You can add the parameters to the docker configuration file /etc/default/docker. In the case of the internal nodes, the result will be the next (according to our previous modifications):

DOCKER_OPTS="-H tcp://0.0.0.0:2375 -H unix:///var/run/docker.sock --cluster-advertise eth1:2376 --cluster-store consul://10.100.0.1:8500"

As stated before, docker version 1.11 has a bug and does not properly use that file. In the meanwhile you can modify the file /lib/systemd/system/docker.service and set new commandline to launch the docker daemon.

ExecStart=/usr/bin/docker daemon -H tcp://0.0.0.0:2375 -H unix:///var/run/docker.sock --cluster-advertise eth1:2376 --cluster-store consul://10.100.0.1:8500

(*) We are using eth1 because it is the device in which our internal IP address is. You should use the device to which the 10.100.0.x address is assigned.

Now you must restart the docker daemons of ALL the nodes in the swarm.

Once they have been restarted, you can create a new network for the swarm:

$ docker -H 10.100.0.1:4000 network create swarm-network

And then you can use it for the creation of the containers:

$ docker -H 10.100.0.1:4000 run -it --net=swarm-network ubuntu:latest bash

Now the IPs will be given in a coordinated way, and the containers will have several IPs (the IP in the swarm and its IP in the local docker server).

Some more words on this

This post is made in May/2016. Both docker and swarm are evolving and maybe this post is outdated soon.

Some things that bother me on this installation…

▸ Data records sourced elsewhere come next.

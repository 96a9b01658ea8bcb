//! Knowledge Base - 패시지 저장 및 시맨틱 검색
//!
//! SQLite(원문) + LanceDB(벡터) 이중 저장 구조로
//! 공원 문서 패시지를 관리합니다.

pub mod chunker;
pub mod lance;
pub mod retriever;
pub mod store;
pub mod vector;

pub use chunker::{default_chunker, ChunkConfig, Chunker, TextChunker};
pub use lance::LanceVectorStore;
pub use retriever::{IndexOutcome, PassageRetriever, RetrievedPassage, RetrieverStats};
pub use store::{Passage, PassageStore, StoreStats};
pub use vector::{VectorEntry, VectorHit, VectorStore, EMBEDDING_DIMENSION};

  • While using the overlay network, if you expose one port using the flag -p, the port is exposed in the IP from the internal docker host. I think that you should be able to express in which IP you want to expose the port or use the IP from the main server.
    • I solve this issue by using a development made by me IPFloater: Once I create the container, I get the internal IP in which the port is exposed and I create a redirection in IPFloater, to be able to access the container through a specific IP.
  • Consul fails A LOT. If I leave the swarm running for hours (i.e. 8 hours) consul will probably fail. If I run a command like this: “docker run –rm=true swarm list consul://10.100.0.1:8500”, it states that it has a fail. Then I have to delete the container and create a new one.